| Exercise directions |
The answer must consist of every record, printed exactly as it stands.

| Task inputs |
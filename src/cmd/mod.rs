// lerna-rs: Lerna child-process core - Rust Port
//
// SPDX-FileCopyrightText: 2026 Romeo Ahmed
// SPDX-License-Identifier: GPL-3.0-or-later

//! Command implementations.
//!
//! ```text
//! CLI args --> cmd::run_* handlers
//!   exec, options, configs
//! ```

pub mod config;
pub mod exec;
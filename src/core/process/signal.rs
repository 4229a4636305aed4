// lerna-rs: Lerna child-process core - Rust Port
//
// SPDX-FileCopyrightText: 2026 Romeo Ahmed
// SPDX-License-Identifier: GPL-3.0-or-later

//! Exit status classification and termination requests.

use std::process::ExitStatus;

use tokio::process::Child;
use tracing::{debug, warn};

#[cfg(unix)]
pub use nix::sys::signal::Signal;

/// How a child left.
#[derive(Debug, Clone, PartialEq, Eq)]
pub(super) enum ExitKind {
    Success,
    Code(i32),
    Signal(String),
}

impl ExitKind {
    pub(super) fn from_status(status: ExitStatus) -> Self {
        if status.success() {
            return Self::Success;
        }
        #[cfg(unix)]
        {
            use std::os::unix::process::ExitStatusExt as _;
            if let Some(raw) = status.signal() {
                return Self::Signal(signal_name(raw));
            }
        }
        Self::Code(status.code().unwrap_or(-1))
    }
}

/// Returns the conventional name of a raw signal number, e.g. `"SIGINT"`.
#[cfg(unix)]
#[must_use]
pub fn signal_name(raw: i32) -> String {
    Signal::try_from(raw).map_or_else(|_| format!("SIG{raw}"), |s| s.as_str().to_string())
}

/// A termination request sent to a child's supervising task.
#[derive(Debug, Clone, Copy, PartialEq, Eq)]
pub(super) enum Termination {
    #[cfg(unix)]
    Signal(Signal),
    Kill,
}

impl Termination {
    /// Polite termination: SIGTERM on Unix, forced kill elsewhere.
    pub(super) const fn graceful() -> Self {
        #[cfg(unix)]
        {
            Self::Signal(Signal::SIGTERM)
        }
        #[cfg(not(unix))]
        {
            Self::Kill
        }
    }

    /// Delivers the request to a child that has not been reaped yet.
    pub(super) fn deliver(self, child: &mut Child) {
        match self {
            #[cfg(unix)]
            Self::Signal(signal) => {
                let Some(pid) = child.id().and_then(|pid| i32::try_from(pid).ok()) else {
                    return;
                };
                debug!(pid, signal = signal.as_str(), "sending signal");
                if let Err(e) = nix::sys::signal::kill(nix::unistd::Pid::from_raw(pid), signal) {
                    warn!(pid, signal = signal.as_str(), error = %e, "failed to signal child");
                }
            }
            Self::Kill => {
                if let Err(e) = child.start_kill() {
                    warn!(pid = ?child.id(), error = %e, "failed to kill child");
                }
            }
        }
    }
}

| Result below |
filename src/cmd/mod.rs
// lerna-rs: Lerna child-process core - Rust Port
//
// SPDX-FileCopyrightText: 2026 Romeo Ahmed
// SPDX-License-Identifier: GPL-3.0-or-later

//! Command implementations.
//!
//! ```text
//! CLI args --> cmd::run_* handlers
//!   exec, options, configs
//! ```

pub mod config;
pub mod exec;
filename src/core/process/signal.rs
repository 4229a4636305aed4
// lerna-rs: Lerna child-process core - Rust Port
//
// SPDX-FileCopyrightText: 2026 Romeo Ahmed
// SPDX-License-Identifier: GPL-3.0-or-later

//! Exit status classification and termination requests.

use std::process::ExitStatus;

use tokio::process::Child;
use tracing::{debug, warn};

#[cfg(unix)]
pub use nix::sys::signal::Signal;

/// How a child left.
#[derive(Debug, Clone, PartialEq, Eq)]
pub(super) enum ExitKind {
    Success,
    Code(i32),
    Signal(String),
}

impl ExitKind {
    pub(super) fn from_status(status: ExitStatus) -> Self {
        if status.success() {
            return Self::Success;
        }
        #[cfg(unix)]
        {
            use std::os::unix::process::ExitStatusExt as _;
            if let Some(raw) = status.signal() {
                return Self::Signal(signal_name(raw));
            }
        }
        Self::Code(status.code().unwrap_or(-1))
    }
}

/// Returns the conventional name of a raw signal number, e.g. `"SIGINT"`.
#[cfg(unix)]
#[must_use]
pub fn signal_name(raw: i32) -> String {
    Signal::try_from(raw).map_or_else(|_| format!("SIG{raw}"), |s| s.as_str().to_string())
}

/// A termination request sent to a child's supervising task.
#[derive(Debug, Clone, Copy, PartialEq, Eq)]
pub(super) enum Termination {
    #[cfg(unix)]
    Signal(Signal),
    Kill,
}

impl Termination {
    /// Polite termination: SIGTERM on Unix, forced kill elsewhere.
    pub(super) const fn graceful() -> Self {
        #[cfg(unix)]
        {
            Self::Signal(Signal::SIGTERM)
        }
        #[cfg(not(unix))]
        {
            Self::Kill
        }
    }

    /// Delivers the request to a child that has not been reaped yet.
    pub(super) fn deliver(self, child: &mut Child) {
        match self {
            #[cfg(unix)]
            Self::Signal(signal) => {
                let Some(pid) = child.id().and_then(|pid| i32::try_from(pid).ok()) else {
                    return;
                };
                debug!(pid, signal = signal.as_str(), "sending signal");
                if let Err(e) = nix::sys::signal::kill(nix::unistd::Pid::from_raw(pid), signal) {
                    warn!(pid, signal = signal.as_str(), error = %e, "failed to signal child");
                }
            }
            Self::Kill => {
                if let Err(e) = child.start_kill() {
                    warn!(pid = ?child.id(), error = %e, "failed to kill child");
                }
            }
        }
    }
}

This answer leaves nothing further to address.